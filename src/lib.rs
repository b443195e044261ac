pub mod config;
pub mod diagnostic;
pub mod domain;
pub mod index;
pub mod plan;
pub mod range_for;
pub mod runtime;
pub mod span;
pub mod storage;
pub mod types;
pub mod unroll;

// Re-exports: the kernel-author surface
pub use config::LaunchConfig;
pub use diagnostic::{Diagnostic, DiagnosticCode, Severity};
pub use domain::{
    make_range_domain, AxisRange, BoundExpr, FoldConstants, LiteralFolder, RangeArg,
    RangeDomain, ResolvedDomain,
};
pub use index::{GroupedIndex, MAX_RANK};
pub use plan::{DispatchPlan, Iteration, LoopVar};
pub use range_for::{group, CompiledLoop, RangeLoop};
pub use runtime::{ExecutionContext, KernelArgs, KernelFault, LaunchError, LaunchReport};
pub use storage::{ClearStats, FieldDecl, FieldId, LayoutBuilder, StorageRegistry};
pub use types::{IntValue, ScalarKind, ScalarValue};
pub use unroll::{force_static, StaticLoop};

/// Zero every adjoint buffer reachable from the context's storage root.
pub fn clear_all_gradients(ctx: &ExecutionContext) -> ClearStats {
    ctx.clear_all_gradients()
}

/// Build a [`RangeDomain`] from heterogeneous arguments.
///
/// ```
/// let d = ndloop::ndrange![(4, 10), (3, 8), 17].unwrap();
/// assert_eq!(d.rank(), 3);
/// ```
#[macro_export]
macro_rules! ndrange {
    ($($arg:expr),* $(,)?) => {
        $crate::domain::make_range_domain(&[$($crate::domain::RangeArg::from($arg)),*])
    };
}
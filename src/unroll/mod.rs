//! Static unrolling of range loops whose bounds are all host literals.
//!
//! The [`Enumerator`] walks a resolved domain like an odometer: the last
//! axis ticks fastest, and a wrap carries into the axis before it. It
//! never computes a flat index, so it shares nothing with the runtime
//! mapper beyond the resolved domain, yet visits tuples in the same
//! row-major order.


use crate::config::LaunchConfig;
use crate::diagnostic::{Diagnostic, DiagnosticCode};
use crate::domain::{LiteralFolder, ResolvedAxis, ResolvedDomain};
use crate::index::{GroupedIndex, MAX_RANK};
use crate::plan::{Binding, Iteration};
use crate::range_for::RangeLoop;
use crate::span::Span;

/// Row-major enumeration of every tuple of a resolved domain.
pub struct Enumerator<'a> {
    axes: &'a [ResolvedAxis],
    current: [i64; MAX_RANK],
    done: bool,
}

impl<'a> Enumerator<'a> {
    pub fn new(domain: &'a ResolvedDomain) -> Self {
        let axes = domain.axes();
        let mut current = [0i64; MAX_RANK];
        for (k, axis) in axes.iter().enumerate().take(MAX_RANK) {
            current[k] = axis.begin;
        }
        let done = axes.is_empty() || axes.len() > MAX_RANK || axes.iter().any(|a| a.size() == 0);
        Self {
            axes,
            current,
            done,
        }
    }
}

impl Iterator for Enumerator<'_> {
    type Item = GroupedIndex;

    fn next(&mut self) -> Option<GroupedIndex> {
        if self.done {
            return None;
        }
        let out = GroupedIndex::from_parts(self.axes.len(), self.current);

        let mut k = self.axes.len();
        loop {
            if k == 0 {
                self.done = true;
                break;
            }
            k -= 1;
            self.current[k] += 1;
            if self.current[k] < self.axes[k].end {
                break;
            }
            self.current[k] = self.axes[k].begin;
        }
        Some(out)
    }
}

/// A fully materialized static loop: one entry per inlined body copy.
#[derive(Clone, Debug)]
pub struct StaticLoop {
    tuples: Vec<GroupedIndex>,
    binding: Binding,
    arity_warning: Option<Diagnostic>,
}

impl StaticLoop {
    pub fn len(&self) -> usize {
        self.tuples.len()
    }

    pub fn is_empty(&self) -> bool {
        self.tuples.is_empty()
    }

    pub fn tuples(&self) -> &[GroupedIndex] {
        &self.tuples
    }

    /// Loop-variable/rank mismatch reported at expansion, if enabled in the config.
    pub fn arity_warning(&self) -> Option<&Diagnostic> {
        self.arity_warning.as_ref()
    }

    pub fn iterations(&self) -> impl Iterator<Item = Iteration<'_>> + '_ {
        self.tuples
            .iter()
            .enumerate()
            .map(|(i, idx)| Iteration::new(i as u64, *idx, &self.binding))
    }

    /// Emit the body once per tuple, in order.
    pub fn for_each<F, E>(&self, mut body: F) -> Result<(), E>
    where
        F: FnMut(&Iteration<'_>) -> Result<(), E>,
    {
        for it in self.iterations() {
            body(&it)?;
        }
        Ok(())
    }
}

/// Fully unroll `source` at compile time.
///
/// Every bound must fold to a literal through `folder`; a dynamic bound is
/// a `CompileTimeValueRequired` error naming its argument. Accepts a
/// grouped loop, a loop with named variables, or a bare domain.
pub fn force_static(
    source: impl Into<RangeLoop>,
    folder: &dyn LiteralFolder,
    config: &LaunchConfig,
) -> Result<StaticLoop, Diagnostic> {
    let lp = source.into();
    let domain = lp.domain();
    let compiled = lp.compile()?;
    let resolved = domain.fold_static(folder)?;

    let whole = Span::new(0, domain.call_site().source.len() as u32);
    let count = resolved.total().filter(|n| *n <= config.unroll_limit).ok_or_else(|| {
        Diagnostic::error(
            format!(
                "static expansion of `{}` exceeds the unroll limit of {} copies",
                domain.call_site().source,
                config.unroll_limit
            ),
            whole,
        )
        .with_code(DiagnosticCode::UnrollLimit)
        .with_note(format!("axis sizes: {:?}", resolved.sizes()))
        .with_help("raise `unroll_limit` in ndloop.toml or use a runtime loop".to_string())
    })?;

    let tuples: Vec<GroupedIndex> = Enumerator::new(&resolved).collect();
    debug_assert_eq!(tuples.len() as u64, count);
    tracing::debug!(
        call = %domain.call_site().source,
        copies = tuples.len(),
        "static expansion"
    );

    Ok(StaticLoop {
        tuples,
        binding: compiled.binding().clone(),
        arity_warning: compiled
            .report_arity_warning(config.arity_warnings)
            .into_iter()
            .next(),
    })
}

* * *

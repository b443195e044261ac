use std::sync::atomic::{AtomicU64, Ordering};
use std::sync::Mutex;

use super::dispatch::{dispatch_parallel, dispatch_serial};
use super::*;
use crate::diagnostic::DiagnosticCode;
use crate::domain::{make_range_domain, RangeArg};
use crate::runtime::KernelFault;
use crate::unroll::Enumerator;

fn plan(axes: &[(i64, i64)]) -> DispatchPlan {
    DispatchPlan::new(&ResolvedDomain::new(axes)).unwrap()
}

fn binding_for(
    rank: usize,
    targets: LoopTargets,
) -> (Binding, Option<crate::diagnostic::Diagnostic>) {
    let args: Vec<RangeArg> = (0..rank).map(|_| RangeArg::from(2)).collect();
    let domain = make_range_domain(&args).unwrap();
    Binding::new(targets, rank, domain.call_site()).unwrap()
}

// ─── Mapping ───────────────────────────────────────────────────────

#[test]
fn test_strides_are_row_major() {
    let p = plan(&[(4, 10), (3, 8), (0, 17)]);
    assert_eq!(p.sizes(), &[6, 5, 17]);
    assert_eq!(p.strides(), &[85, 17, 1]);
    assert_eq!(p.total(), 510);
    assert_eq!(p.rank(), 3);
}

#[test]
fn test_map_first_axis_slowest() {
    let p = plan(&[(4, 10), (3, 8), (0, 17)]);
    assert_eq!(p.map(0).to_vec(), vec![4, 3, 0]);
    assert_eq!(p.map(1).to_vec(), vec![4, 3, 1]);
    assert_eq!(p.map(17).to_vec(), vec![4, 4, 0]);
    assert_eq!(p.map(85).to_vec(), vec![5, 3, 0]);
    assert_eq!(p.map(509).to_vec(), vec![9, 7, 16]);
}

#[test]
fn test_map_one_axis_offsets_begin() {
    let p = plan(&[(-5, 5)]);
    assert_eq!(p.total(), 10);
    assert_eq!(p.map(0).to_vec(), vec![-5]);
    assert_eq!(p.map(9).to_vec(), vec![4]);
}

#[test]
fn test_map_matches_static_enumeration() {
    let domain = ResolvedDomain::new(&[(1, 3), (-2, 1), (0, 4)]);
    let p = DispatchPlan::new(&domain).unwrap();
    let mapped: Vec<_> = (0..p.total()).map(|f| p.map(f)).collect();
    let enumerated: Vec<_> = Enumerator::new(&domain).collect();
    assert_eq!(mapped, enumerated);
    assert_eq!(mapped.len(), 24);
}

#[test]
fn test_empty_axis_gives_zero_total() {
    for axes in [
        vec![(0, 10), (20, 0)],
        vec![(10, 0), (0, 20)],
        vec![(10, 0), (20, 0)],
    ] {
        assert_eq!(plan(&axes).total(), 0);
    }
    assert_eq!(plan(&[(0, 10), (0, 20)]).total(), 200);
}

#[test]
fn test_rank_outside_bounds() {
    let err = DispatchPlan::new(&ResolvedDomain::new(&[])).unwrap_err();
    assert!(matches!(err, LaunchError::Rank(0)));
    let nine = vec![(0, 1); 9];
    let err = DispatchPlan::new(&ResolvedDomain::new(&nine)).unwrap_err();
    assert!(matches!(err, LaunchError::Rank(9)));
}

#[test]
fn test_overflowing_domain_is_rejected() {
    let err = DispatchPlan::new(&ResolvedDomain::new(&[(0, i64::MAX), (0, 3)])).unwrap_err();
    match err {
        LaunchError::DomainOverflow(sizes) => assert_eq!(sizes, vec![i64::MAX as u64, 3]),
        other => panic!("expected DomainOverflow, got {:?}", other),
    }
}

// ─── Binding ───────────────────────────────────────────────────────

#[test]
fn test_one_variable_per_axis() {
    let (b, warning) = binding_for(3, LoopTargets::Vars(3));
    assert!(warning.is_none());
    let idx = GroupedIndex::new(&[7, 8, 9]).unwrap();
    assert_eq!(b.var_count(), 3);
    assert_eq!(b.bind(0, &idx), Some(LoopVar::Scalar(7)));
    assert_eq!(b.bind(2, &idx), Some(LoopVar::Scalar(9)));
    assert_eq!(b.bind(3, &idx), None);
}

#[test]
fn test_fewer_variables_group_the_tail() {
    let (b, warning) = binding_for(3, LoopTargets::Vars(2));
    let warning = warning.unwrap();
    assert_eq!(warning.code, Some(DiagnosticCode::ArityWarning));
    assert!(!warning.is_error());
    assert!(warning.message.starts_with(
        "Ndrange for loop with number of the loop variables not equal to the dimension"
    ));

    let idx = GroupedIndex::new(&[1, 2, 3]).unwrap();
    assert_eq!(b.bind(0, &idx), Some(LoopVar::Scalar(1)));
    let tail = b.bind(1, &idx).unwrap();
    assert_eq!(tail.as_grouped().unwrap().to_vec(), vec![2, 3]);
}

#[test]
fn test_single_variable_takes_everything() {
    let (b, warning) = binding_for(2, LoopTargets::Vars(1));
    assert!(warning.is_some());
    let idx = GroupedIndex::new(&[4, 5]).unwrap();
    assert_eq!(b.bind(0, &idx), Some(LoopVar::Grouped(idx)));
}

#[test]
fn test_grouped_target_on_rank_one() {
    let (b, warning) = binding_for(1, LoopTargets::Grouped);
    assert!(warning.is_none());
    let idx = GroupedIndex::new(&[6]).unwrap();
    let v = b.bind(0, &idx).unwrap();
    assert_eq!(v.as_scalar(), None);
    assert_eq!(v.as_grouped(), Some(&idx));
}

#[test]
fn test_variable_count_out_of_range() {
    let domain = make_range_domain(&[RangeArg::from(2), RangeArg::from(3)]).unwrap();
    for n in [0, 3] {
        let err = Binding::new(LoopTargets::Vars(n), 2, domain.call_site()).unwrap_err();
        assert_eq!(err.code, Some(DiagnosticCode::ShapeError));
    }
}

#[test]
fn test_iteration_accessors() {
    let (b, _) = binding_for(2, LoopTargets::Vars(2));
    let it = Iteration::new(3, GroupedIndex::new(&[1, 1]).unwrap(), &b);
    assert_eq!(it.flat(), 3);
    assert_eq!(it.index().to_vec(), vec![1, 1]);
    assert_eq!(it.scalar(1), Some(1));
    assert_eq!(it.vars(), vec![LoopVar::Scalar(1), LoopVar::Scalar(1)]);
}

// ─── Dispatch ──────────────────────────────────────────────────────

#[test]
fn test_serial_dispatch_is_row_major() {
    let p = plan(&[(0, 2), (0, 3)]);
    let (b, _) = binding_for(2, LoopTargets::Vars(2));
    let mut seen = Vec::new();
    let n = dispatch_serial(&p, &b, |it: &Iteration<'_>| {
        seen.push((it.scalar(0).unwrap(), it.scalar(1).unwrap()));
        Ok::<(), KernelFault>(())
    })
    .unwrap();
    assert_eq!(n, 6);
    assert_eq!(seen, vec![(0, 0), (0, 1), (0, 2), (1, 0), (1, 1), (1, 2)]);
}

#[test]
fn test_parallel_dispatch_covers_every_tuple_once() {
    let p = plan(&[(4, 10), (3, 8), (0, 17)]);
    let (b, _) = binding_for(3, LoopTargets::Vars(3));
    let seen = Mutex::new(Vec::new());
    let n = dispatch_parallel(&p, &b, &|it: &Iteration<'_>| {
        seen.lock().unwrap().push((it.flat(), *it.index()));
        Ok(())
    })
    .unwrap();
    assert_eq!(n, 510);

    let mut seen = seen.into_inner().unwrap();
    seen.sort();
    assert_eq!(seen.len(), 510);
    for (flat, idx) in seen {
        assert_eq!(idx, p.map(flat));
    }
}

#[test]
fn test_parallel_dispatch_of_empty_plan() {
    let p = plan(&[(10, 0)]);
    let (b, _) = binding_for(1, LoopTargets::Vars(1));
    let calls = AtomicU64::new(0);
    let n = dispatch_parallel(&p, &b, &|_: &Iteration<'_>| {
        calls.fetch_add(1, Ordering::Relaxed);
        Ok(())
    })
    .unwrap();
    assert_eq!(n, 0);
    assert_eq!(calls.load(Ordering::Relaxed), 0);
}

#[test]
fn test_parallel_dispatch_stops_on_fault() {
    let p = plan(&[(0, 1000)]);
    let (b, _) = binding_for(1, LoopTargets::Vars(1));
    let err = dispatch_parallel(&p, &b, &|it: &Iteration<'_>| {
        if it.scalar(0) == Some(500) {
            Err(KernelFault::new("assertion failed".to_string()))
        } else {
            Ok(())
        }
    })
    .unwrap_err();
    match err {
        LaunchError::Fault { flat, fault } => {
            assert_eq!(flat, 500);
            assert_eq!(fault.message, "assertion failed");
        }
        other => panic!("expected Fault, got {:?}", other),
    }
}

[ASSIGNMENT]
Beginning with the line above that contains "use crate::span::Span;", copy each line exactly up to and including the line that contains "let mut current = [0i64; MAX_RANK];", and go no further.

[OUTPUT FOR THIS TASK]
use crate::span::Span;

/// Row-major enumeration of every tuple of a resolved domain.
pub struct Enumerator<'a> {
    axes: &'a [ResolvedAxis],
    current: [i64; MAX_RANK],
    done: bool,
}

impl<'a> Enumerator<'a> {
    pub fn new(domain: &'a ResolvedDomain) -> Self {
        let axes = domain.axes();
        let mut current = [0i64; MAX_RANK];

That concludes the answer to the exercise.